Josh Wilson is a British television producer and entrepreneur. He founded Wilson Worldwide Productions, a television and branded content production company. In 2016, he launched the Genisys charity. In 2018, was named in Forbes 30 under 30 Europe for entertainment.

Early life and career
Josh Wilson was born on 9 July 1990 and raised in South West London. He was educated at Esher College. From 2008 - 2012, he moved to Toronto in Canada where he worked in sales and marketing. He returned to London in 2012 and completed a short course at the Royal Academy of Dramatic Art. From 2013 – 2015 Wilson worked as a journalist for KFTV and The Knowledge.

In 2013, he founded Wilson Worldwide Productions to develop and produce content for UK-based and international broadcasters.
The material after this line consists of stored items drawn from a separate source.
//! Service banner and health check

use axum::{extract::State, routing::get, Json, Router};
use serde::Serialize;

use crate::feature_flags::FeatureFlagsSnapshot;
use crate::state::AppState;

#[derive(Serialize)]
struct BannerResponse {
    message: &'static str,
}

#[derive(Serialize)]
#[serde(rename_all = "camelCase")]
struct HealthResponse {
    status: String,
    version: String,
    features: FeatureFlagsSnapshot,
}

async fn banner() -> Json<BannerResponse> {
    Json(BannerResponse {
        message: "Flow Scheduler API is online",
    })
}

async fn health_check(State(state): State<AppState>) -> Json<HealthResponse> {
    Json(HealthResponse {
        status: "ok".to_string(),
        version: env!("CARGO_PKG_VERSION").to_string(),
        features: state.feature_flags(),
    })
}

pub fn router() -> Router<AppState> {
    Router::new()
        .route("/", get(banner))
        .route("/health", get(health_check))
}
//! Employee API endpoints

use axum::{
    extract::{Path, State},
    http::StatusCode,
    routing::get,
    Json, Router,
};
use serde::{Deserialize, Serialize};

use flow_core::employee::{AccessLevel, Employee, EmployeeUpdate, NewEmployee};

use super::error::{bad_request, map_auth_error, map_core_error, required_text, RouteError};
use crate::auth::password::{hash_password, validate_password};
use crate::auth::{ensure_access, Caller};
use crate::state::AppState;

// ============================================================================
// Request/Response types
// ============================================================================

#[derive(Debug, Serialize)]
pub struct EmployeeResponse {
    pub id: i64,
    #[serde(rename = "nome")]
    pub name: String,
    #[serde(rename = "cargo")]
    pub title: String,
    pub email: String,
    #[serde(rename = "nivel_acesso")]
    pub access_level: AccessLevel,
}

impl From<Employee> for EmployeeResponse {
    fn from(employee: Employee) -> Self {
        Self {
            id: employee.id,
            name: employee.name,
            title: employee.title,
            email: employee.email,
            access_level: employee.access_level,
        }
    }
}

#[derive(Debug, Deserialize)]
struct CreateEmployeeRequest {
    #[serde(rename = "nome")]
    name: String,
    #[serde(rename = "cargo")]
    title: String,
    email: String,
    #[serde(default, rename = "senha")]
    password: Option<String>,
    #[serde(default, rename = "nivel_acesso")]
    access_level: Option<AccessLevel>,
}

#[derive(Debug, Deserialize)]
struct UpdateEmployeeRequest {
    #[serde(default, rename = "nome")]
    name: Option<String>,
    #[serde(default, rename = "cargo")]
    title: Option<String>,
    #[serde(default)]
    email: Option<String>,
    #[serde(default, rename = "senha")]
    password: Option<String>,
    #[serde(default, rename = "nivel_acesso")]
    access_level: Option<AccessLevel>,
}

fn new_password_hash(password: Option<&str>) -> Result<Option<String>, RouteError> {
    password
        .map(|password| {
            validate_password(password).map_err(map_auth_error)?;
            Ok(hash_password(password))
        })
        .transpose()
}

// ============================================================================
// Handlers
// ============================================================================

/// GET /empregados/ - admins see everyone, users only themselves
async fn list_employees(
    State(state): State<AppState>,
    caller: Caller,
) -> Result<Json<Vec<EmployeeResponse>>, RouteError> {
    let employees = match caller.restricted_to() {
        Some(own_id) => vec![state.employees().get(own_id).await.map_err(map_core_error)?],
        None => state.employees().list().await.map_err(map_core_error)?,
    };

    Ok(Json(employees.into_iter().map(EmployeeResponse::from).collect()))
}

/// POST /empregados/ - admin-only creation
async fn create_employee(
    State(state): State<AppState>,
    caller: Caller,
    Json(req): Json<CreateEmployeeRequest>,
) -> Result<(StatusCode, Json<EmployeeResponse>), RouteError> {
    ensure_access(&caller, None, AccessLevel::Admin).map_err(map_auth_error)?;

    let mut employee = NewEmployee::new(
        required_text(&req.name, "Name")?,
        required_text(&req.title, "Title")?,
        req.email,
    );
    if let Some(hash) = new_password_hash(req.password.as_deref())? {
        employee = employee.with_password_hash(hash);
    }
    if let Some(access_level) = req.access_level {
        employee = employee.with_access_level(access_level);
    }

    let created = state
        .employees()
        .create(employee)
        .await
        .map_err(map_core_error)?;

    Ok((StatusCode::CREATED, Json(EmployeeResponse::from(created))))
}

/// GET /empregados/:id
async fn get_employee(
    State(state): State<AppState>,
    caller: Caller,
    Path(id): Path<i64>,
) -> Result<Json<EmployeeResponse>, RouteError> {
    ensure_access(&caller, Some(id), AccessLevel::User).map_err(map_auth_error)?;

    let employee = state.employees().get(id).await.map_err(map_core_error)?;
    Ok(Json(EmployeeResponse::from(employee)))
}

/// PUT /empregados/:id - partial update; only admins change access levels
async fn update_employee(
    State(state): State<AppState>,
    caller: Caller,
    Path(id): Path<i64>,
    Json(req): Json<UpdateEmployeeRequest>,
) -> Result<Json<EmployeeResponse>, RouteError> {
    ensure_access(&caller, Some(id), AccessLevel::User).map_err(map_auth_error)?;
    if req.access_level.is_some() {
        ensure_access(&caller, Some(id), AccessLevel::Admin).map_err(map_auth_error)?;
    }

    let update = EmployeeUpdate {
        name: req
            .name
            .as_deref()
            .map(|name| required_text(name, "Name"))
            .transpose()?,
        title: req
            .title
            .as_deref()
            .map(|title| required_text(title, "Title"))
            .transpose()?,
        email: req.email,
        password_hash: new_password_hash(req.password.as_deref())?,
        access_level: req.access_level,
    };
    if update.is_empty() {
        return Err(bad_request("No fields to update"));
    }

    let updated = state
        .employees()
        .update(id, update)
        .await
        .map_err(map_core_error)?;

    Ok(Json(EmployeeResponse::from(updated)))
}

/// DELETE /empregados/:id - admin-only; the employee's tasks become unassigned
async fn delete_employee(
    State(state): State<AppState>,
    caller: Caller,
    Path(id): Path<i64>,
) -> Result<StatusCode, RouteError> {
    ensure_access(&caller, None, AccessLevel::Admin).map_err(map_auth_error)?;

    state.employees().delete(id).await.map_err(map_core_error)?;
    Ok(StatusCode::NO_CONTENT)
}

pub fn router() -> Router<AppState> {
    Router::new()
        .route("/empregados/", get(list_employees).post(create_employee))
        .route(
            "/empregados/{id}",
            get(get_employee)
                .put(update_employee)
                .delete(delete_employee),
        )
}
Wilson originated the idea for Mission Mudder (2017), on which he served as executive producer. The documentary series featured professional athletes Jade Jones (taekwondo), boxer Anthony Fowler, English cyclist Jessica Varnish, judoka Ashely McKenzie, snowboarder Aimie Fuller and hurdler Perri Shakes Drayton joining forces to take on three extreme Tough Mudder events. The series was first aired on the Sky Sports and became one of the most distributed series of the last five years.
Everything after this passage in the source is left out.